I don’t know. Now I’m just rambling, I guess.

Yes, it happens. My husband struggled with depression and anxiety after his disability, but he was very VERY aware that despite his poor health and prognosis, he was at least able to enjoy his own brain, most of the time. And I knew that he was going to die, but I also knew that losing him to his disease was better than losing him to severe mental illness or, say, Alzheimer.

I think, honestly, that even the best off of us can look at someone worse off and envy them, and even the worst off can look at someone better off and pity them.

Good Question. I used to think my Mom was selfish but it turns out she is neurotic. I remember my dad saying to her, “Your Neurotic” from a young age. Come to find out he was right!

I think the selfishness is part of the neurosis. In my mom’s case she just can’t concentrate on anything other then herself and what she deems important. She was probably born this way and I accept her as she is now that I’m an adult. She is actually a good person but she is very hard to be around for any length of time. People that are neurotic will suck the life right out of you. They just have to keep going, cleaning, shopping, working. Oblivious to anything but themselves, taking their emotional pulse every 5 seconds or finding a way to stay busy enough to not have to deal with things.

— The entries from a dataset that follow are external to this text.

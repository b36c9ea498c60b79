//! Demand-driven body streaming
//!
//! Request and response bodies move as a sequence of immutable `Bytes`
//! chunks from a `Publisher` to exactly one `Subscriber`. The subscriber
//! grants credit with `Subscription::request(n)` and the publisher never
//! emits more items than it was granted. Exactly one terminal signal
//! (`on_complete` or `on_error`) ends a subscription; `cancel` stops it early.
//!
//! The building block for every publisher in this crate is
//! [`emitter::Emitter`], a credit-guarded queue: producers push items from any
//! thread, consumers add credit from any thread, and whichever thread finds
//! both an item and credit delivers it. Signals are never delivered
//! concurrently and a subscriber may call back into its subscription from
//! inside a signal without deadlocking.
//!
//! Adapters:
//!
//! - [`transform::buffering`] coalesces chunks into fixed-size buffers
//! - [`transform::lines`] decodes text and splits it into lines
//! - [`reader::BodyReader`] turns a subscription into a blocking `io::Read`

use super::Error;
use std::sync::Arc;

pub mod body;
pub mod charset;
pub mod emitter;
pub mod reader;
pub mod transform;

pub use body::{Body, BodyPublisher};
pub use charset::Charset;
pub use emitter::Emitter;
pub use reader::{BodyReader, Lines, Pull};
pub use transform::{buffering, lines, Transform, TransformSubscriber};

/// Credit channel from a subscriber back to its publisher
pub trait Subscription: Send + Sync {
    /// Grant `n` more items; `n <= 0` fails the subscription
    fn request(&self, n: i64);

    /// Stop the subscription; idempotent
    fn cancel(&self);
}

/// Receiver of a stream of items
pub trait Subscriber<T>: Send {
    fn on_subscribe(&mut self, subscription: Arc<dyn Subscription>);

    fn on_next(&mut self, item: T);

    fn on_error(&mut self, error: Error);

    fn on_complete(&mut self);
}

/// Source of a stream of items
pub trait Publisher<T>: Send + Sync {
    fn subscribe(&self, subscriber: Box<dyn Subscriber<T>>);
}

/// Subscription handed to rejected subscribers
#[derive(Debug, Default, Clone, Copy)]
pub struct NoopSubscription;

impl Subscription for NoopSubscription {
    fn request(&self, _n: i64) {}

    fn cancel(&self) {}
}

/// Unbounded demand, the equivalent of requesting everything at once
pub const UNBOUNDED: i64 = i64::MAX;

Saints could not be neurotic because they have peace within them. They walk with a higher power and in tune with the world not in their own. They can love all people and possess great love. Saints are very unselfish and put the needs of others before themselves. They also can see the good and the bad for what it is and not what they wish it to be. A very deep honesty. I study the saints and I know it has made me try harder in my life. I will never achieve it but I aim high.

That unselfishness would be impossible for my Mother. Still she is a wonderful woman that is just driven to distraction. Her inability to stop and smell the roses or to see her true neurosis is the manifestation of the illness. I personally don’t think it is voluntary because who could want to be that way? I’m sure deep down she knows she is hard to deal with but she would have to slow down and have a profound personality change to become normal. My poor mom has to spend so much energy acting “as if”.

On the other hand a person who is just selfish can learn to be giving. Without the neurosis driving them they could change but it would be something achievable with work. I have seen selfish people turn it around but very few neurotics can even get honest enough to see the problem that needs fixing. They live in the land of Me and not We.

I don’t know what caused my Mom’s neurosis. It sounds like she was that way from childhood. She grew up in a normal family? Perhaps your born with it? I don’t know?